§ **WHAT YOU NEED TO DO**: The required output is every line from the beginning of the entries below through the line that includes "the missing key.", copied exactly.

§ **THE DATA**:
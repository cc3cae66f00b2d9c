//! Chooses the backend for a lookup.

use futures_util::{FutureExt, StreamExt};
use serde::{Deserialize, Serialize};
use std::panic::AssertUnwindSafe;
use std::sync::Arc;

use crate::credentials::{CredentialStore, ProviderId};
use crate::definition::{
    DefinitionRequest, FragmentKind, FragmentStream, is_error_fragment, single_fragment,
};
use crate::providers::{
    BackendSettings, ChatCompletionsAdapter, DefinitionSource, WikiAdapter, XunfeiAdapter,
    YouChatAdapter,
};

/// What happens when the selected provider has no credentials.
#[derive(Debug, Clone, Copy, PartialEq, Eq, Default, Serialize, Deserialize)]
#[serde(rename_all = "kebab-case")]
pub enum FallbackPolicy {
    /// The selected provider is used anyway and reports the missing key.
    #[default]
    SelectedWins,
    /// Later usable providers in fallback order are tried instead.
    FallThrough,
}

struct Route {
    provider: ProviderId,
    source: Arc<dyn DefinitionSource>,
}

/// Where a request would go.
#[derive(Clone)]
pub struct Routed {
    /// `None` for the terminal fallback.
    pub provider: Option<ProviderId>,
    pub source: Arc<dyn DefinitionSource>,
}

impl Routed {
    /// Streams `request` from this route.
    ///
    /// Cumulative backends are converted to deltas, and a panic inside a
    /// backend becomes an error fragment.
    pub fn stream(&self, request: &DefinitionRequest) -> FragmentStream {
        tracing::info!(
            provider = ?self.provider,
            source = self.source.name(),
            topic = %request.topic,
            "dispatching lookup"
        );

        let source = Arc::clone(&self.source);
        let stream = match std::panic::catch_unwind(AssertUnwindSafe(|| {
            source.stream_definition(request)
        })) {
            Ok(stream) => stream,
            Err(_) => {
                tracing::error!(source = source.name(), "backend panicked while starting");
                return single_fragment(request.error_fragment(PANIC_MESSAGE));
            }
        };

        let stream = match source.kind() {
            FragmentKind::Delta => stream,
            FragmentKind::Cumulative => into_deltas(stream),
        };
        guard_panics(stream, request.clone(), source.name())
    }
}

impl std::fmt::Debug for Routed {
    fn fmt(&self, f: &mut std::fmt::Formatter<'_>) -> std::fmt::Result {
        f.debug_struct("Routed")
            .field("provider", &self.provider)
            .field("source", &self.source.name())
            .finish()
    }
}

pub struct Dispatcher {
    routes: Vec<Route>,
    terminal: Arc<dyn DefinitionSource>,
    credentials: CredentialStore,
    policy: FallbackPolicy,
    selection_override: Option<ProviderId>,
}

impl Dispatcher {
    pub fn new(credentials: CredentialStore, terminal: Arc<dyn DefinitionSource>) -> Self {
        Self {
            routes: Vec::new(),
            terminal,
            credentials,
            policy: FallbackPolicy::default(),
            selection_override: None,
        }
    }

    /// Builds every backend from `settings`, sharing one HTTP client.
    pub fn from_settings(
        settings: &BackendSettings,
        credentials: CredentialStore,
        client: &reqwest::Client,
    ) -> Self {
        let chat = |provider, settings: &crate::providers::ChatSettings| {
            Arc::new(ChatCompletionsAdapter::new(
                provider,
                settings.clone(),
                client.clone(),
                &credentials,
            ))
        };

        let deepseek = chat(ProviderId::DeepSeek, &settings.deepseek);
        let gemini = chat(ProviderId::Gemini, &settings.gemini);
        let groq = chat(ProviderId::Groq, &settings.groq);
        let youchat = Arc::new(YouChatAdapter::new(settings.youchat.clone(), client.clone()));
        let xunfei = Arc::new(XunfeiAdapter::new(
            settings.xunfei.clone(),
            credentials.clone(),
        ));
        let wiki = Arc::new(WikiAdapter::new(settings.wiki.clone(), client.clone()));

        Self::new(credentials, wiki)
            .with_route(ProviderId::DeepSeek, deepseek)
            .with_route(ProviderId::Gemini, gemini)
            .with_route(ProviderId::Groq, groq)
            .with_route(ProviderId::YouChat, youchat)
            .with_route(ProviderId::Xunfei, xunfei)
    }

    /// Registers `source` for `provider`, replacing any earlier route.
    ///
    /// Routes are kept in fallback order regardless of registration order.
    #[must_use]
    pub fn with_route(mut self, provider: ProviderId, source: Arc<dyn DefinitionSource>) -> Self {
        self.routes.retain(|r| r.provider != provider);
        self.routes.push(Route { provider, source });
        self.routes
            .sort_by_key(|r| ProviderId::FALLBACK_ORDER.iter().position(|p| *p == r.provider));
        self
    }

    #[must_use]
    pub const fn with_policy(mut self, policy: FallbackPolicy) -> Self {
        self.policy = policy;
        self
    }

    /// Forces `provider` for this dispatcher without touching the stored selection.
    #[must_use]
    pub const fn with_selection_override(mut self, provider: Option<ProviderId>) -> Self {
        self.selection_override = provider;
        self
    }

    pub const fn selection_override(&self) -> Option<ProviderId> {
        self.selection_override
    }

    pub const fn credentials(&self) -> &CredentialStore {
        &self.credentials
    }

    pub const fn policy(&self) -> FallbackPolicy {
        self.policy
    }

    /// Resets conversation state in every backend that keeps one.
    pub fn reset_conversations(&self) {
        for route in &self.routes {
            route.source.reset_conversation();
        }
        self.terminal.reset_conversation();
    }

    fn preferred_provider(&self) -> Option<ProviderId> {
        self.selection_override
            .or_else(|| self.credentials.explicit_selection())
    }

    /// Provider chosen for this run, whether or not it can answer.
    pub fn active_provider(&self) -> ProviderId {
        self.selection_override
            .unwrap_or_else(|| self.credentials.selected_provider())
    }

    /// Picks the backend a request would be sent to right now.
    pub fn route(&self) -> Routed {
        let usable = |route: &&Route| self.credentials.has_credential(route.provider);

        let chosen = match self.preferred_provider() {
            Some(selected) => match self.policy {
                FallbackPolicy::SelectedWins => self
                    .routes
                    .iter()
                    .find(|r| r.provider == selected)
                    .or_else(|| self.routes.iter().find(usable)),
                FallbackPolicy::FallThrough => {
                    let start = self
                        .routes
                        .iter()
                        .position(|r| r.provider == selected)
                        .unwrap_or(0);
                    self.routes[start..].iter().find(usable)
                }
            },
            None => self.routes.iter().find(usable),
        };

        match chosen {
            Some(route) => Routed {
                provider: Some(route.provider),
                source: Arc::clone(&route.source),
            },
            None => Routed {
                provider: None,
                source: Arc::clone(&self.terminal),
            },
        }
    }

    /// Streams `request` from the backend [`Dispatcher::route`] picks.
    pub fn stream_definition(&self, request: &DefinitionRequest) -> FragmentStream {
        self.route().stream(request)
    }
}

const PANIC_MESSAGE: &str = "the provider failed unexpectedly";

/// Turns a stream of growing snapshots into the new text of each snapshot.
fn into_deltas(stream: FragmentStream) -> FragmentStream {
    Box::pin(async_stream::stream! {
        let mut stream = stream;
        let mut previous = String::new();

        while let Some(snapshot) = stream.next().await {
            if is_error_fragment(&snapshot) {
                yield snapshot;
                return;
            }
            let delta = snapshot
                .strip_prefix(previous.as_str())
                .unwrap_or(snapshot.as_str())
                .to_string();
            previous = snapshot;
            if !delta.is_empty() {
                yield delta;
            }
        }
    })
}

fn guard_panics(
    stream: FragmentStream,
    request: DefinitionRequest,
    source: &'static str,
) -> FragmentStream {
    Box::pin(async_stream::stream! {
        let mut stream = stream;
        loop {
            match AssertUnwindSafe(stream.next()).catch_unwind().await {
                Ok(Some(fragment)) => yield fragment,
                Ok(None) => break,
                Err(_) => {
                    tracing::error!(source, "backend panicked while streaming");
                    yield request.error_fragment(PANIC_MESSAGE);
                    break;
                }
            }
        }
    })
}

§ **WRITTEN RESPONSE**:
repository cc3cae66f00b2d9c
//! Chooses the backend for a lookup.

use futures_util::{FutureExt, StreamExt};
use serde::{Deserialize, Serialize};
use std::panic::AssertUnwindSafe;
use std::sync::Arc;

use crate::credentials::{CredentialStore, ProviderId};
use crate::definition::{
    DefinitionRequest, FragmentKind, FragmentStream, is_error_fragment, single_fragment,
};
use crate::providers::{
    BackendSettings, ChatCompletionsAdapter, DefinitionSource, WikiAdapter, XunfeiAdapter,
    YouChatAdapter,
};

/// What happens when the selected provider has no credentials.
#[derive(Debug, Clone, Copy, PartialEq, Eq, Default, Serialize, Deserialize)]
#[serde(rename_all = "kebab-case")]
pub enum FallbackPolicy {
    /// The selected provider is used anyway and reports the missing key.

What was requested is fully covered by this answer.